Of course I am here to learn Spanish in the best way possible, I believe – several hours each day in class – so far my classes are one on one (I may have a classmate soon) -- living with a family that speaks Spanish, and negotiating life in a strange city where it seems no one speaks English at all. It is sink or swim, and since I cannot swim, I am immersed.
But I am learning a lot more than irregular verbs. This is a psycho-spiritual experience and a socio-political eye-opener. The content of all of that is barely beginning to be revealed. So far I can say it changes my dreams. I rarely remember my dreams at home, but here I am dreaming a lot, suenos extranjos, strange dreams with camels and chimpanzees. Something is up deep in my psyche.
On a more conscious level, it is a different experience to hear the word “foreigner” applied to oneself. At home we are citizens. Abroad we are, in our eyes, tourists or pilgrims. But to those around us, we are foreigners, sojourners. The identity of the “foreigner” is at the heart of Jewish spirituality and ethics. “Give shelter to the foreigner for remember you were once foreigners in Egypt.” It actually goes back further to Abram who was sent to wander “in a land you do not know.” As Christians, we inherit that identity. We are citizens of the Heavenly City, not the Worldly City (St. Augustine) “This world is not my home. I’m just a-passin’ through.” Those words caution us against attachment to or identification with worldly pursuits or undue anxiety about worldly problems. But they also remind us that we are never to claim a land as ours so as to say to another, “you are a foreigner while I belong here and (more insidiously) here belongs to me.” Our true rootlessness, our sojournerhood, is so easy to forget in a place where we have a paper that evidences our “right,” our “claim” to land, where we have a driver’s license, and a voter registration card – all to “identify” us and identify us with the place. But when one is called a “foreigner,” it changes the way we look at the sojourner in our midst when we are at that place where “we belong.”

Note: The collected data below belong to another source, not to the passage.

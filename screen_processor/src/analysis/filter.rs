use std::fmt;
use std::str::FromStr;

use tracing::debug;

use crate::error::ScreenError;

/// How the two counts of a row are compared against the read threshold.
#[derive(Debug, Clone, Copy, PartialEq, Eq)]
pub enum FilterType {
    /// Mask the row if either count is below the threshold.
    All,
    /// Mask the row only if both counts are below the threshold.
    Any,
}

impl FromStr for FilterType {
    type Err = ScreenError;

    fn from_str(s: &str) -> Result<Self, Self::Err> {
        match s.trim().to_lowercase().as_str() {
            "all" | "both" => Ok(FilterType::All),
            "any" | "either" => Ok(FilterType::Any),
            _ => Err(ScreenError::UnknownFilterType(s.to_string())),
        }
    }
}

impl fmt::Display for FilterType {
    fn fmt(&self, f: &mut fmt::Formatter<'_>) -> fmt::Result {
        let s = match self {
            FilterType::All => "all",
            FilterType::Any => "any",
        };
        write!(f, "{s}")
    }
}

/// Two aligned count columns; NaN marks a masked row.
#[derive(Debug, Clone, PartialEq)]
pub struct CountPair {
    pub first: Vec<f64>,
    pub second: Vec<f64>,
}

impl CountPair {
    pub fn from_counts(first: &[u64], second: &[u64]) -> Self {
        Self {
            first: first.iter().map(|&c| c as f64).collect(),
            second: second.iter().map(|&c| c as f64).collect(),
        }
    }

    pub fn len(&self) -> usize {
        self.first.len()
    }

    pub fn is_empty(&self) -> bool {
        self.first.is_empty()
    }

    /// Rows where neither value is missing.
    pub fn valid_rows(&self) -> usize {
        self.first
            .iter()
            .zip(&self.second)
            .filter(|(a, b)| !a.is_nan() && !b.is_nan())
            .count()
    }
}

fn fails_filter(a: f64, b: f64, filter_type: FilterType, threshold: f64) -> bool {
    match filter_type {
        FilterType::All => a.min(b) < threshold,
        FilterType::Any => a.max(b) < threshold,
    }
}

/// Masks whole rows of `counts` whose reads fall short of `threshold`.
pub fn filter_low_counts(counts: &CountPair, filter_type: FilterType, threshold: f64) -> CountPair {
    let mut result = counts.clone();
    let mut masked = 0usize;

    for i in 0..counts.len() {
        if fails_filter(counts.first[i], counts.second[i], filter_type, threshold) {
            result.first[i] = f64::NAN;
            result.second[i] = f64::NAN;
            masked += 1;
        }
    }

    debug!(
        "filter {} < {}: masked {} of {} guides",
        filter_type,
        threshold,
        masked,
        counts.len()
    );
    result
}

#[cfg(test)]
mod tests {
    use super::*;
    use proptest::prelude::*;

    fn masked_rows(pair: &CountPair) -> Vec<usize> {
        (0..pair.len()).filter(|&i| pair.first[i].is_nan()).collect()
    }

    #[test]
    fn policy_names_and_aliases() {
        assert_eq!("both".parse::<FilterType>().unwrap(), FilterType::All);
        assert_eq!("Either".parse::<FilterType>().unwrap(), FilterType::Any);
        assert!(matches!("most".parse::<FilterType>(), Err(ScreenError::UnknownFilterType(_))));
    }

    #[test]
    fn all_masks_when_one_column_is_low() {
        let pair = CountPair::from_counts(&[10, 60, 80], &[70, 40, 90]);
        let filtered = filter_low_counts(&pair, FilterType::All, 50.0);
        assert_eq!(masked_rows(&filtered), vec![0, 1]);
        assert!(filtered.second[0].is_nan());
        assert_eq!(filtered.first[2], 80.0);
    }

    #[test]
    fn any_masks_only_when_both_columns_are_low() {
        let pair = CountPair::from_counts(&[10, 60, 20], &[70, 40, 30]);
        let filtered = filter_low_counts(&pair, FilterType::Any, 50.0);
        assert_eq!(masked_rows(&filtered), vec![2]);
        assert_eq!(filtered.valid_rows(), 2);
    }

    proptest! {
        #[test]
        fn raising_the_threshold_never_unmasks(
            rows in proptest::collection::vec((0u64..500, 0u64..500), 1..50),
            t1 in 0u64..300,
            step in 0u64..300,
        ) {
            let (a, b): (Vec<u64>, Vec<u64>) = rows.into_iter().unzip();
            let pair = CountPair::from_counts(&a, &b);
            let low = masked_rows(&filter_low_counts(&pair, FilterType::Any, t1 as f64));
            let high = masked_rows(&filter_low_counts(&pair, FilterType::Any, (t1 + step) as f64));
            prop_assert!(low.iter().all(|i| high.contains(i)));
        }
    }
}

It is hard to be in a different culture, where you cannot assume anything, where nothing can be done by habit, but every step must be thought out so as not to offend or cause some debacle. It is hard to have to struggle to remember even the few words one knows in order to accomplish the simplest exchange like the purchase of a bagel. It is hard to use currency in which the numbers are way out of line with the values in the currency one knows. That is what it is like for the immigrant in the United States. Do they do right or do they do wrong to come to Nevada for work? All I can say is that they do not do it lightly.
Most of our immigrants face larger challenges than these. Most come, not from the northern states, but from far to the South, near Guatemala. It is not an easy walk or a short one. They know that many die in the Arizona desert. Do they do right or wrong? I can only say it is not a choice that they make lightly.
Again, I am receiving remarkable hospitality here. I say this as one who has lived nearly two decades in the cultural capital of the Old South, where hospitality is a matter of pride celebrated in Southern Living Magazine. But the South offers no welcome, no “mi casa es su casa” comparable to the warm hearted caring of the people here in Morelia.
A little about the city: Morelia has been here since the 16th Century. Antiquity and Spanish elegance define the city, patently in the Center City square, but subtly even at the corner Farmacia. It is not a skyscraper city, but it is a huge college town. There are multiple institutions of higher learning including graduate schools in law, medicine, architecture, accounting, etc. There are 100,000 students in Morelia. Like students in the United States, their challenge is employment. They will soon have degrees to prepare them for jobs that do not exist in the present economy.
However, I met an interesting man this morning at the coffee shop. Although from Morelia, he is either an American citizen or permanent resident alien. One way or another, he has a home in Sacramento and the legal right to work and pay taxes in California. But here he is. He came to Mexico from the United States to find work.